2013-12-11 Thread Christofer Dutz
Hi,



I am the current maintainer of the Flexmojos Maven Plugin and contributor to 
the Apache Flex Project.

Currently I am working on a new Version of Flexmojos which is able to work with 
Flex SDKs that have a groupId of org.apache.flex instead of the old 
com.adobe.flex. While building applications with the new groupId was no big 
Problem, we are now facing a Problem, that I don't quite know how to elegantly 
solve it.



Assuming I am building a Project and I switched the groupId of the Flex 
Framework to org.apache.flex. As Long as I am building all artifacts in the 
Project this is fine. But as soon as I am using a Flex library that was built 
for com.apache.flex Maven correctly adds that artifacts dependencies to the 
build.
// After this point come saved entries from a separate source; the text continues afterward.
//! Nitrate monitoring models

use serde::{Deserialize, Serialize};

/// Lower bound of the optimal nitrate band (ppm)
pub const NITRATE_OPTIMAL_MIN_PPM: f64 = 15.0;

/// Upper bound of the optimal nitrate band (ppm)
pub const NITRATE_OPTIMAL_MAX_PPM: f64 = 25.0;

/// Nitrate risk classification
#[derive(Debug, Clone, Copy, PartialEq, Eq, Serialize, Deserialize)]
pub enum RiskLevel {
    Low,
    Medium,
    High,
    Optimal,
    /// Sentinel used when no assessment could be produced
    Error,
}

impl RiskLevel {
    pub fn as_str(&self) -> &'static str {
        match self {
            RiskLevel::Low => "Low",
            RiskLevel::Medium => "Medium",
            RiskLevel::High => "High",
            RiskLevel::Optimal => "Optimal",
            RiskLevel::Error => "Error",
        }
    }

    /// Parse a risk level as written by the model (case-insensitive).
    ///
    /// `Error` is reserved for fallbacks and is never accepted from a reply.
    pub fn parse(value: &str) -> Option<Self> {
        match value.trim().to_ascii_lowercase().as_str() {
            "low" => Some(RiskLevel::Low),
            "medium" | "moderate" => Some(RiskLevel::Medium),
            "high" => Some(RiskLevel::High),
            "optimal" => Some(RiskLevel::Optimal),
            _ => None,
        }
    }
}

impl std::fmt::Display for RiskLevel {
    fn fmt(&self, f: &mut std::fmt::Formatter<'_>) -> std::fmt::Result {
        f.write_str(self.as_str())
    }
}

/// Risk alert attached to a nitrate status
#[derive(Debug, Clone, PartialEq, Serialize, Deserialize)]
pub struct NitrateAlert {
    pub risk_level: RiskLevel,
    pub message: String,
}

/// Nitrate assessment for one location
#[derive(Debug, Clone, PartialEq, Serialize, Deserialize)]
pub struct NitrateStatus {
    /// Measured level from the reading bundle, never the model's echo
    pub current_nitrate_level_ppm: f64,
    pub alert: NitrateAlert,
    pub notes: String,
}

#[cfg(test)]
mod tests {
    use super::*;

    #[test]
    fn test_risk_level_parsing() {
        assert_eq!(RiskLevel::parse("Optimal"), Some(RiskLevel::Optimal));
        assert_eq!(RiskLevel::parse(" high "), Some(RiskLevel::High));
        assert_eq!(RiskLevel::parse("LOW"), Some(RiskLevel::Low));
        assert_eq!(RiskLevel::parse("Moderate"), Some(RiskLevel::Medium));
        assert_eq!(RiskLevel::parse("Critical"), None);
    }

    #[test]
    fn test_error_level_is_not_parsed() {
        assert_eq!(RiskLevel::parse("Error"), None);
        assert_eq!(RiskLevel::parse(" error "), None);
    }

    #[test]
    fn test_risk_level_serializes_as_name() {
        let json = serde_json::to_string(&RiskLevel::Optimal).unwrap();
        assert_eq!(json, "\"Optimal\"");
    }
}
//! Generic advisory pipeline
//!
//! Every advisory feature runs the same sequence:
//! gather input (farm ownership, readings) → build prompt → call the model →
//! extract the expected shape → persist → return.
//!
//! Ownership failures are returned as errors. Everything after gathering is
//! total: upstream failures and unparseable replies turn into the shape's
//! fallback value, and persistence failures are logged and swallowed.

use std::sync::Arc;

use chrono::{DateTime, Utc};
use sha2::{Digest, Sha256};
use uuid::Uuid;

use shared::{
    build_prompt, extract, AdvisoryParams, AdvisoryResult, ExpectedShape, FallbackReason,
    GpsCoordinates, PromptText, ReadingBundle, ResultSource,
};

use crate::error::{AppError, AppResult};
use crate::external::{AiGateway, ImageInput};
use crate::services::farm::FarmDirectory;
use crate::services::readings::ReadingProvider;
use crate::services::store::{AdvisoryRecord, AdvisoryStore};

/// Who is asking, for which farm, and where
#[derive(Debug, Clone, Copy)]
pub struct RequestContext {
    pub user_id: Uuid,
    pub farm_id: Option<Uuid>,
    /// `None` when the request carries no coordinates (soil image uploads)
    pub location: Option<GpsCoordinates>,
}

/// Outcome of one advisory run
#[derive(Debug, Clone)]
pub struct AdvisoryRun<T> {
    pub result: T,
    pub readings: ReadingBundle,
    pub source: ResultSource,
    pub generated_at: DateTime<Utc>,
}

impl<T> AdvisoryRun<T> {
    pub fn is_fallback(&self) -> bool {
        self.source.is_fallback()
    }
}

/// Hex SHA-256 digest of a prompt
pub fn prompt_digest(prompt: &PromptText) -> String {
    format!("{:x}", Sha256::digest(prompt.as_str().as_bytes()))
}

/// Short failure summary shown in fallback messages.
///
/// Upstream errors read `<summary>: <detail>`; the detail (response bodies,
/// transport errors) stays in the logs.
fn upstream_detail(error: &AppError) -> String {
    let text = match error {
        AppError::UpstreamUnavailable(detail) | AppError::UpstreamConfig(detail) => detail.as_str(),
        _ => "unexpected error",
    };
    text.split(": ").next().unwrap_or(text).trim().to_string()
}

/// Shared state machine behind all advisory features
#[derive(Clone)]
pub struct AdvisoryPipeline {
    gateway: Arc<dyn AiGateway>,
    readings: Arc<dyn ReadingProvider>,
    farms: Arc<dyn FarmDirectory>,
    store: Arc<dyn AdvisoryStore>,
}

impl AdvisoryPipeline {
    pub fn new(
        gateway: Arc<dyn AiGateway>,
        readings: Arc<dyn ReadingProvider>,
        farms: Arc<dyn FarmDirectory>,
        store: Arc<dyn AdvisoryStore>,
    ) -> Self {
        Self {
            gateway,
            readings,
            farms,
            store,
        }
    }

    /// Verify farm ownership, then fetch the reading bundle
    pub async fn gather(&self, ctx: &RequestContext) -> AppResult<ReadingBundle> {
        if let Some(farm_id) = ctx.farm_id {
            if !self.farms.is_owned_by(farm_id, ctx.user_id).await? {
                tracing::warn!(%farm_id, user_id = %ctx.user_id, "Farm access denied");
                return Err(AppError::Forbidden(
                    "Farm not found or not owned by the caller".to_string(),
                ));
            }
        }

        Ok(match ctx.location {
            Some(location) => self.readings.readings(location).await,
            None => ReadingBundle::empty(GpsCoordinates::new(0.0, 0.0)),
        })
    }

    /// Gather input and run the model stages
    pub async fn run<S>(
        &self,
        shape: &S,
        ctx: &RequestContext,
        params: AdvisoryParams,
        image: Option<&ImageInput>,
    ) -> AppResult<AdvisoryRun<S::Output>>
    where
        S: ExpectedShape + Sync,
        S::Output: Clone + Into<AdvisoryResult> + Send,
    {
        let readings = self.gather(ctx).await?;
        Ok(self.complete(shape, ctx, params, readings, image).await)
    }

    /// Prompt, model call, extraction and persistence for gathered input
    pub async fn complete<S>(
        &self,
        shape: &S,
        ctx: &RequestContext,
        params: AdvisoryParams,
        readings: ReadingBundle,
        image: Option<&ImageInput>,
    ) -> AdvisoryRun<S::Output>
    where
        S: ExpectedShape + Sync,
        S::Output: Clone + Into<AdvisoryResult> + Send,
    {
        let feature = shape.feature();
        let prompt = build_prompt(&params, &readings);

        let (result, source) = match self.gateway.complete(&prompt, image).await {
            Ok(raw) => {
                tracing::debug!(%feature, reply = %raw, "Model reply received");
                match extract(&raw, shape) {
                    Ok(value) => (value, ResultSource::Model),
                    Err(e) => {
                        tracing::warn!(%feature, error = %e, "Model reply could not be extracted");
                        let reason = FallbackReason::Unparseable;
                        (shape.fallback(&reason), reason.source())
                    }
                }
            }
            Err(e) => {
                tracing::warn!(%feature, error = %e, "Model call failed, using fallback");
                let reason = FallbackReason::ServiceError(upstream_detail(&e));
                (shape.fallback(&reason), reason.source())
            }
        };

        let generated_at = Utc::now();

        if let Some(farm_id) = ctx.farm_id {
            if source.is_persistable() {
                let record = AdvisoryRecord {
                    farm_id,
                    user_id: ctx.user_id,
                    params,
                    // Requests without coordinates have no measured readings
                    readings: ctx.location.map(|_| readings),
                    result: result.clone().into(),
                    source,
                    prompt_sha256: prompt_digest(&prompt),
                    created_at: generated_at,
                };
                self.persist(&record).await;
            }
        }

        AdvisoryRun {
            result,
            readings,
            source,
            generated_at,
        }
    }

    /// Fallback run for input that could not be gathered; nothing is stored
    pub fn degraded<S: ExpectedShape>(
        &self,
        shape: &S,
        reason: FallbackReason,
        readings: ReadingBundle,
    ) -> AdvisoryRun<S::Output> {
        tracing::warn!(
            feature = %shape.feature(),
            reason = %reason.message(shape.feature()),
            "Advisory degraded before the model call"
        );
        AdvisoryRun {
            result: shape.fallback(&reason),
            readings,
            source: reason.source(),
            generated_at: Utc::now(),
        }
    }

    async fn persist(&self, record: &AdvisoryRecord) {
        if let Err(e) = self.store.save(record).await {
            tracing::warn!(
                farm_id = %record.farm_id,
                feature = %record.result.feature(),
                error = %e,
                "Failed to store advisory result"
            );
        }
    }
}
//! Shared types and models for the agricultural advisory platform
//!
//! This crate holds everything that does not need I/O: the domain models,
//! request validation, prompt rendering and model-reply extraction. The
//! backend wires these into HTTP handlers and upstream clients.

pub mod extract;
pub mod models;
pub mod prompt;
pub mod types;
pub mod validation;

pub use extract::{extract, extract_json, locate_json_object, ExpectedShape, ExtractionError};
pub use models::*;
pub use prompt::{
    build_prompt, AdvisoryParams, CropParams, IrrigationParams, NutrientParams, PromptText,
    SoilImageParams,
};
pub use types::*;
pub use validation::*;
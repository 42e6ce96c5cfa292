//! Irrigation schedule models

use chrono::NaiveDate;
use serde::{Deserialize, Serialize};

/// A single recommended irrigation event
#[derive(Debug, Clone, PartialEq, Serialize, Deserialize)]
pub struct IrrigationRecommendation {
    pub next_irrigation_date: NaiveDate,
    pub duration_minutes: f64,
    /// Equivalent water depth delivered (mm)
    pub water_amount_mm: f64,
    pub reasoning: String,
}

/// Ordered irrigation events for the coming week
#[derive(Debug, Clone, PartialEq, Serialize, Deserialize)]
pub struct IrrigationSchedule {
    pub schedule: Vec<IrrigationRecommendation>,
}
Unfortunately this way I have several artifacts in my build twice ... 
once with com.adobe.flex and once with org.apache.flex groupId.



Now I was suggesting to manually exclude Framework artifacts when using an 
external lib, but I would like to automate this. Therefore I suggested to add 
all the org.apache.flex artifacts as com.adobe.flex artifacts, but to set the 
scope on These to provided. But it still sort of doesn't feel right.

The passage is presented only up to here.